Past Reviews

Regional Reviews: Philadelphia

The Ways of White Folks
EgoPo Classic Theater / Theatre in the X
Review by Rebecca Rendell

Also see Rebecca's recent review of Charlotte's Web


Ontaria Kim Wilson
Photo by Joe Grasso
EgoPo Classic Theater opens its Harlem Renaissance Season, co-presented with Theatre in the X, with a riveting world premiere theatrical staging of Langston Hughes' The Ways of White Folks. This powerful and innovative production takes place at various locations in and around the opulent mansion at Glen Foerd public park and museum. A truly immersive experience, The Ways of White Folks will pull you in, bring tears to your eyes, make you laugh, fill your heart with rage, and leave you reeling.

The performance begins with the audience greeted as guests at a New Age retreat. At the welcome lecture, New Leader Eugene Lesch (Taylor Harlow) explains that the retreat is designed to help people find joy though African rhythm and dance. Lesch's Black employees cannot hide their skepticism and disdain, but the white clients attending the retreat are clearly smitten with Lesch and his method. After the opening lecture, the audience is divided into small groups.
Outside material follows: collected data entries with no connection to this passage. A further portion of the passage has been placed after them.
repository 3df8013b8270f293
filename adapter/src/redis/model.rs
use shared::error::AppError;

pub trait RedisKey {
    type Value: RedisValue + TryFrom<String, Error = AppError>;
    fn inner(&self) -> String;
}

pub trait RedisValue {
    fn inner(&self) -> String;
}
Each group moves from one room to the next, experiencing several characters' most private moments and secret thoughts along the way.

Paul McElwee and Annette Kaplafka are fantastically creepy as the well-meaning white Carraways in Slave on the Block. Cianna Castro provides Mattie's casual contempt for the Carraways, and Ethan Hammett presents Luther's detached bemusement at their behavior in spot-on performances.
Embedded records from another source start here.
use crate::database::{model::customer::CustomerRow, ConnectionPool};
use async_trait::async_trait;
use derive_new::new;
use kernel::model::{
    customer::{
        event::{CreateCustomer, DeactivateCustomer, UpdateCustomer, UpdateCustomerPassword},
        Customer, CustomerStatus,
    },
    id::CustomerId,
    role::Role,
};
use kernel::repository::customer::CustomerRepository;
use shared::error::{AppError, AppResult};

#[derive(new)]
pub struct CustomerRepositoryImpl {
    db: ConnectionPool,
}

#[async_trait]
impl CustomerRepository for CustomerRepositoryImpl {
    // 顧客を登録する。パスワードは bcrypt でハッシュ化して保存する
    async fn create(&self, event: CreateCustomer) -> AppResult<CustomerId> {
        let customer_id = CustomerId::new();
        let hashed_password = bcrypt::hash(&event.password, bcrypt::DEFAULT_COST)?;
        let res = sqlx::query(
            r#"
                INSERT INTO customers
                (customer_id, full_name, email, telephone, birthday,
                password_hash, customer_status, role)
                VALUES ($1, $2, $3, $4, $5, $6, $7, $8)
            "#,
        )
        .bind(customer_id)
        .bind(&event.full_name)
        .bind(&event.email)
        .bind(&event.telephone)
        .bind(event.birthday)
        .bind(hashed_password)
        .bind(CustomerStatus::Active.as_ref())
        .bind(Role::Customer.as_ref())
        .execute(self.db.inner_ref())
        .await
        .map_err(AppError::SpecificOperationError)?;

        if res.rows_affected() < 1 {
            return Err(AppError::NoRowsAffectedError(
                "No customer record has been created".into(),
            ));
        }

        Ok(customer_id)
    }

    async fn find_all(&self) -> AppResult<Vec<Customer>> {
        let rows: Vec<CustomerRow> = sqlx::query_as(
            r#"
                SELECT
                    customer_id,
                    full_name,
                    email,
                    telephone,
                    birthday,
                    customer_status,
                    role
                FROM customers
                ORDER BY created_at DESC
            "#,
        )
        .fetch_all(self.db.inner_ref())
        .await
        .map_err(AppError::SpecificOperationError)?;

        rows.into_iter().map(Customer::try_from).collect()
    }

    async fn find_by_id(&self, customer_id: CustomerId) -> AppResult<Option<Customer>> {
        let row: Option<CustomerRow> = sqlx::query_as(
            r#"
                SELECT
                    customer_id,
                    full_name,
                    email,
                    telephone,
                    birthday,
                    customer_status,
                    role
                FROM customers
                WHERE customer_id = $1
            "#,
        )
        .bind(customer_id)
        .fetch_optional(self.db.inner_ref())
        .await
        .map_err(AppError::SpecificOperationError)?;

        row.map(Customer::try_from).transpose()
    }

    async fn update(&self, event: UpdateCustomer) -> AppResult<()> {
        let res = sqlx::query(
            r#"
                UPDATE customers
                SET
                    full_name = $1,
                    email = $2,
                    telephone = $3,
                    birthday = $4
                WHERE customer_id = $5
            "#,
        )
        .bind(&event.full_name)
        .bind(&event.email)
        .bind(&event.telephone)
        .bind(event.birthday)
        .bind(event.customer_id)
        .execute(self.db.inner_ref())
        .await
        .map_err(AppError::SpecificOperationError)?;

        if res.rows_affected() < 1 {
            return Err(AppError::EntityNotFound(
                "指定された顧客が見つかりませんでした。".into(),
            ));
        }

        Ok(())
    }

    // 現在のパスワードを検証してから新しいハッシュに置き換える
    async fn update_password(&self, event: UpdateCustomerPassword) -> AppResult<()> {
        let mut tx = self.db.begin().await?;

        let original_password_hash: String = sqlx::query_scalar(
            r#"
                SELECT password_hash FROM customers
                WHERE customer_id = $1
            "#,
        )
        .bind(event.customer_id)
        .fetch_one(&mut *tx)
        .await
        .map_err(AppError::SpecificOperationError)?;

        let valid = bcrypt::verify(&event.current_password, &original_password_hash)?;
        if !valid {
            return Err(AppError::UnauthenticatedError);
        }

        let new_password_hash = bcrypt::hash(&event.new_password, bcrypt::DEFAULT_COST)?;
        sqlx::query(
            r#"
                UPDATE customers
                SET password_hash = $1
                WHERE customer_id = $2
            "#,
        )
        .bind(new_password_hash)
        .bind(event.customer_id)
        .execute(&mut *tx)
        .await
        .map_err(AppError::SpecificOperationError)?;

        tx.commit().await.map_err(AppError::TransactionError)?;

        Ok(())
    }

    // 物理削除はせず customer_status を deactive に切り替える
    async fn deactivate(&self, event: DeactivateCustomer) -> AppResult<()> {
        let res = sqlx::query(
            r#"
                UPDATE customers
                SET customer_status = $1
                WHERE customer_id = $2
            "#,
        )
        .bind(CustomerStatus::Deactive.as_ref())
        .bind(event.customer_id)
        .execute(self.db.inner_ref())
        .await
        .map_err(AppError::SpecificOperationError)?;

        if res.rows_affected() < 1 {
            return Err(AppError::EntityNotFound(
                "指定された顧客が見つかりませんでした。".into(),
            ));
        }

        Ok(())
    }
}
Seated on a couch next to the actors for Mother and Child feels like being invited to a small neighborhood gossip session. Woman 1, Woman 2, and Woman 3 (Faye O. Wooten, Christina Foye, Ayo Moore, respectively) share an authentic, though not always entirely friendly, connection. The casual nature of their conversation is uncanny because it masks the dire implications of what they are actually discussing. Despite its friendly tones and gestures, or perhaps because of them, I found this piece to be the most chilling.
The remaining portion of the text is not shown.